What is needed:
Print out the entries that follow exactly, missing none.
##### Extracted data
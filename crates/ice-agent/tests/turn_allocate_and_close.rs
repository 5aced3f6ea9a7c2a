//! spec.md §8 end-to-end scenario 4: TURN Allocate challenged with a 401,
//! retried with long-term credentials, then closed with a LIFETIME=0 Refresh.
//! The fake server here is just hand-built STUN/TURN messages fed straight
//! into `TurnClient::receive`, mirroring `turn.rs`'s own `allocate_retries_after_401`
//! unit test but carried through to a full allocate-then-close round trip.

use std::net::SocketAddr;
use std::time::Instant;

use ice_agent::{TurnClient, TurnEvent};
use stun_types::attributes::{ErrorCode, Lifetime, Nonce, Realm, XorRelayedAddress};
use stun_types::{Class, Message, MessageBuilder, Method};

fn server_addr() -> SocketAddr {
    "203.0.113.1:3478".parse().unwrap()
}

#[test]
fn allocate_survives_401_challenge_then_closes_with_lifetime_zero() {
    let server = server_addr();
    let mut client = TurnClient::new(server, "alice".into(), "secret".into());
    let now = Instant::now();

    let mut events = Vec::new();
    client.allocate(now, &mut |event| events.push(event));
    assert_eq!(events.len(), 1);
    let first_request = match events.remove(0) {
        TurnEvent::SendToServer(bytes) => bytes,
        other => panic!("expected SendToServer, got {other:?}"),
    };
    let first_message = Message::decode(&first_request).unwrap();
    assert_eq!(first_message.method(), Method::Allocate);

    let mut challenge = MessageBuilder::new(Method::Allocate, Class::Error, first_message.transaction_id());
    challenge.add_attribute(&ErrorCode {
        code: 401,
        reason: "Unauthorized".into(),
    });
    challenge.add_attribute(&Realm("example.org".into()));
    challenge.add_attribute(&Nonce("n0nce".into()));
    let challenge_bytes = challenge.build();

    let mut events = Vec::new();
    let consumed = client.receive(server, &challenge_bytes, now, &mut |event| events.push(event));
    assert!(consumed, "401 challenge must be recognized as TURN traffic");
    assert_eq!(events.len(), 1);
    let retried_request = match events.remove(0) {
        TurnEvent::SendToServer(bytes) => bytes,
        other => panic!("expected a retried Allocate, got {other:?}"),
    };
    let retried_message = Message::decode(&retried_request).unwrap();
    assert_eq!(retried_message.method(), Method::Allocate);
    assert_ne!(
        retried_message.transaction_id(),
        first_message.transaction_id(),
        "the retried Allocate must use a fresh transaction id"
    );

    let relayed: SocketAddr = "198.51.100.9:55000".parse().unwrap();
    let mut success = MessageBuilder::new(Method::Allocate, Class::Success, retried_message.transaction_id());
    success.add_attribute(&XorRelayedAddress(relayed));
    success.add_attribute(&Lifetime(3600));
    let success_bytes = success.build();

    let mut events = Vec::new();
    let consumed = client.receive(server, &success_bytes, now, &mut |event| events.push(event));
    assert!(consumed);
    assert!(
        events.iter().any(|event| matches!(event, TurnEvent::RelayedAddress(addr) if *addr == relayed)),
        "expected a RelayedAddress event carrying {relayed}"
    );
    assert_eq!(client.relayed_address(), Some(relayed));
    assert!(!client.is_failed());

    let mut events = Vec::new();
    client.close(&mut |event| events.push(event));
    assert_eq!(events.len(), 1);
    let close_request = match events.remove(0) {
        TurnEvent::SendToServer(bytes) => bytes,
        other => panic!("expected a closing Refresh, got {other:?}"),
    };
    let close_message = Message::decode(&close_request).unwrap();
    assert_eq!(close_message.method(), Method::Refresh);
    let lifetime = close_message.get_attribute::<Lifetime>().unwrap().unwrap();
    assert_eq!(lifetime.0, 0, "closing Refresh must carry LIFETIME=0");
    assert_eq!(client.relayed_address(), None, "allocation must be considered released after close");
}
##########
Written response:
filename crates/ice-agent/tests/turn_allocate_and_close.rs
repository 5aced3f6ea9a7c2a
//! spec.md §8 end-to-end scenario 4: TURN Allocate challenged with a 401,
//! retried with long-term credentials, then closed with a LIFETIME=0 Refresh.
//! The fake server here is just hand-built STUN/TURN messages fed straight
//! into `TurnClient::receive`, mirroring `turn.rs`'s own `allocate_retries_after_401`
//! unit test but carried through to a full allocate-then-close round trip.

use std::net::SocketAddr;
use std::time::Instant;

use ice_agent::{TurnClient, TurnEvent};
use stun_types::attributes::{ErrorCode, Lifetime, Nonce, Realm, XorRelayedAddress};
use stun_types::{Class, Message, MessageBuilder, Method};

fn server_addr() -> SocketAddr {
    "203.0.113.1:3478".parse().unwrap()
}

#[test]
fn allocate_survives_401_challenge_then_closes_with_lifetime_zero() {
    let server = server_addr();
    let mut client = TurnClient::new(server, "alice".into(), "secret".into());
    let now = Instant::now();

    let mut events = Vec::new();
    client.allocate(now, &mut |event| events.push(event));
    assert_eq!(events.len(), 1);
    let first_request = match events.remove(0) {
        TurnEvent::SendToServer(bytes) => bytes,
        other => panic!("expected SendToServer, got {other:?}"),
    };
    let first_message = Message::decode(&first_request).unwrap();
    assert_eq!(first_message.method(), Method::Allocate);

    let mut challenge = MessageBuilder::new(Method::Allocate, Class::Error, first_message.transaction_id());
    challenge.add_attribute(&ErrorCode {
        code: 401,
        reason: "Unauthorized".into(),
    });
    challenge.add_attribute(&Realm("example.org".into()));
    challenge.add_attribute(&Nonce("n0nce".into()));
    let challenge_bytes = challenge.build();

    let mut events = Vec::new();
    let consumed = client.receive(server, &challenge_bytes, now, &mut |event| events.push(event));
    assert!(consumed, "401 challenge must be recognized as TURN traffic");
    assert_eq!(events.len(), 1);
    let retried_request = match events.remove(0) {
        TurnEvent::SendToServer(bytes) => bytes,
        other => panic!("expected a retried Allocate, got {other:?}"),
    };
    let retried_message = Message::decode(&retried_request).unwrap();
    assert_eq!(retried_message.method(), Method::Allocate);
    assert_ne!(
        retried_message.transaction_id(),
        first_message.transaction_id(),
        "the retried Allocate must use a fresh transaction id"
    );

    let relayed: SocketAddr = "198.51.100.9:55000".parse().unwrap();
    let mut success = MessageBuilder::new(Method::Allocate, Class::Success, retried_message.transaction_id());
    success.add_attribute(&XorRelayedAddress(relayed));
    success.add_attribute(&Lifetime(3600));
    let success_bytes = success.build();

    let mut events = Vec::new();
    let consumed = client.receive(server, &success_bytes, now, &mut |event| events.push(event));
    assert!(consumed);
    assert!(
        events.iter().any(|event| matches!(event, TurnEvent::RelayedAddress(addr) if *addr == relayed)),
        "expected a RelayedAddress event carrying {relayed}"
    );
    assert_eq!(client.relayed_address(), Some(relayed));
    assert!(!client.is_failed());

    let mut events = Vec::new();
    client.close(&mut |event| events.push(event));
    assert_eq!(events.len(), 1);
    let close_request = match events.remove(0) {
        TurnEvent::SendToServer(bytes) => bytes,
        other => panic!("expected a closing Refresh, got {other:?}"),
    };
    let close_message = Message::decode(&close_request).unwrap();
    assert_eq!(close_message.method(), Method::Refresh);
    let lifetime = close_message.get_attribute::<Lifetime>().unwrap().unwrap();
    assert_eq!(lifetime.0, 0, "closing Refresh must carry LIFETIME=0");
    assert_eq!(client.relayed_address(), None, "allocation must be considered released after close");
}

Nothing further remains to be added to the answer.